Perguntar "o que é?" significa definir aquilo sobre o que fazemos a pergunta. Definir, por sua vez, significa isolar as propriedades comuns, e só essas, a todos os exemplares daquilo que queremos definir. Por exemplo: se quisermos definir o "quadrado", não devemos referir as características físicas deste ou daquele quadrado - a cor, o tamanho, o material de que é feito...-, uma vez que variarão de caso para caso, mas aquilo que é comum a todos os quadrados, os que existem e os que poderão vir a existir. Ou seja, devemos dizer que um quadrado é uma figura geométrica com quatro lados iguais cujas diagonais se cruzam rigorosamente ao centro, algo que verificaremos sempre na presença de um quadrado independentemente das diferenças físicas. Numa palavra, devo isolar as invariáveis.

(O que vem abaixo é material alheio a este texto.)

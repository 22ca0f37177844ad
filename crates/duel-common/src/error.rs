//! Error types shared across the Duel workspace

use thiserror::Error;

/// Result type alias for Duel operations
pub type Result<T> = std::result::Result<T, DuelError>;

/// Main error type for Duel
#[derive(Error, Debug)]
pub enum DuelError {
    #[error("Configuration error: {0}")]
    Config(String),
}

impl DuelError {
    /// Create a configuration error for an environment variable that failed to parse
    pub fn invalid_env(name: &str, value: &str) -> Self {
        Self::Config(format!("{} has an invalid value: '{}'", name, value))
    }
}
//! Shared fixtures for duel-ingest integration tests
//!
//! [`RecordingStore`] stands in for PostgreSQL and keeps every inserted row in memory.

#![allow(dead_code)]

use async_trait::async_trait;
use duel_ingest::{FlatUserRecord, IngestConfig, RecordStore, StoreError};
use serde_json::{json, Value};
use std::path::Path;
use std::sync::atomic::{AtomicUsize, Ordering};
use std::sync::Mutex;

#[derive(Default)]
pub struct RecordingStore {
    pub rows: Mutex<Vec<FlatUserRecord>>,
    pub schema_calls: AtomicUsize,
    /// Schema setup fails when set
    pub fail_schema: bool,
    /// Inserts for these file names fail
    pub reject_files: Vec<String>,
}

impl RecordingStore {
    pub fn rejecting(files: &[&str]) -> Self {
        Self {
            reject_files: files.iter().map(|f| f.to_string()).collect(),
            ..Self::default()
        }
    }

    pub fn rows(&self) -> Vec<FlatUserRecord> {
        self.rows.lock().unwrap().clone()
    }

    pub fn file_names(&self) -> Vec<String> {
        let mut names: Vec<String> = self.rows().into_iter().map(|r| r.file_name).collect();
        names.sort();
        names
    }
}

#[async_trait]
impl RecordStore for RecordingStore {
    async fn init_schema(&self) -> Result<(), StoreError> {
        self.schema_calls.fetch_add(1, Ordering::SeqCst);
        if self.fail_schema {
            return Err(StoreError::Database(sqlx::Error::PoolClosed));
        }
        Ok(())
    }

    async fn insert(&self, record: &FlatUserRecord) -> Result<(), StoreError> {
        if self.reject_files.contains(&record.file_name) {
            return Err(StoreError::Database(sqlx::Error::RowNotFound));
        }
        self.rows.lock().unwrap().push(record.clone());
        Ok(())
    }
}

/// A user export that passes validation, tagged with `user_id`
pub fn valid_user(user_id: &str) -> Value {
    json!({
        "user_id": user_id,
        "name": "Dallas Metz",
        "email": "Giovanna_Gusikowski70@yahoo.com",
        "instagram_handle": "@Lucio98",
        "tiktok_handle": "@Jaleel93",
        "joined_at": "2024-09-07T15:59:34.170Z",
        "advocacy_programs": [{
            "program_id": "355e40a7-58ca-41c4-abe8-2aaeaf4bfca9",
            "brand": "Gibson, Hartmann and Murray",
            "tasks_completed": [{
                "task_id": "90f738ce-9ca8-4fb6-8b34-7d035925e089",
                "platform": "TikTok",
                "post_url": "https://hateful-custom.org",
                "likes": 287,
                "comments": 14,
                "shares": 15,
                "reach": 9993
            }],
            "total_sales_attributed": 564.0311517201802
        }]
    })
}

pub fn write_json(dir: &Path, name: &str, value: &Value) {
    std::fs::write(dir.join(name), serde_json::to_vec_pretty(value).unwrap()).unwrap();
}

pub fn write_raw(dir: &Path, name: &str, raw: &str) {
    std::fs::write(dir.join(name), raw).unwrap();
}

pub fn config_for(dir: &Path) -> IngestConfig {
    IngestConfig {
        data_dir: dir.to_path_buf(),
        ..IngestConfig::default()
    }
}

Em Filosofia, as invariáveis, ou propriedades comuns a todos os casos particulares daquilo que queremos definir, chamam-se propriedades/condições necessárias e suficientes. Necessárias, porque temos que referi-las para saber de que estamos a falar, isto é, não pode deixar de ser assim. Suficientes, porque basta referir essas propriedades para identificar a realidade em questão, isto é, não é preciso mais nada senão isso mesmo.
Perguntemos agora "o que é o conhecimento?" e vejamos quais são as condições necessárias e suficientes para podermos afirmar que conhecemos.
Conhecimento e crença
A primeira condição para que possamos falar em conhecimento é a existência de uma crença. Isto é, conhecer implica acreditar naquilo que afirmamos conhecer, sob o risco de cairmos em contradição. Repara, no entanto, que crença não significa fé, no sentido de crença religiosa, mas convicção. Ora, isto quer dizer que acreditar - a crença - é uma condição necessária para podermos falar em conhecimento. Como, por exemplo, viver em Portugal é uma condição necessária para viver em Lisboa, porque todas as pessoas que vivem em Lisboa vivem em Portugal. Mas será que podemos afirmar que a existência de uma crença é uma condição suficiente para haver conhecimento? Da mesma forma que viver em Portugal é condição suficiente para viver na Europa? A resposta é não. Uma vez que eu posso acreditar em falsidades. Ou seja, para conhecer tenho que acreditar, mas não basta acreditar para saber. Dito de outro modo, a crença é uma condição necessária do conhecimento, mas não é suficiente.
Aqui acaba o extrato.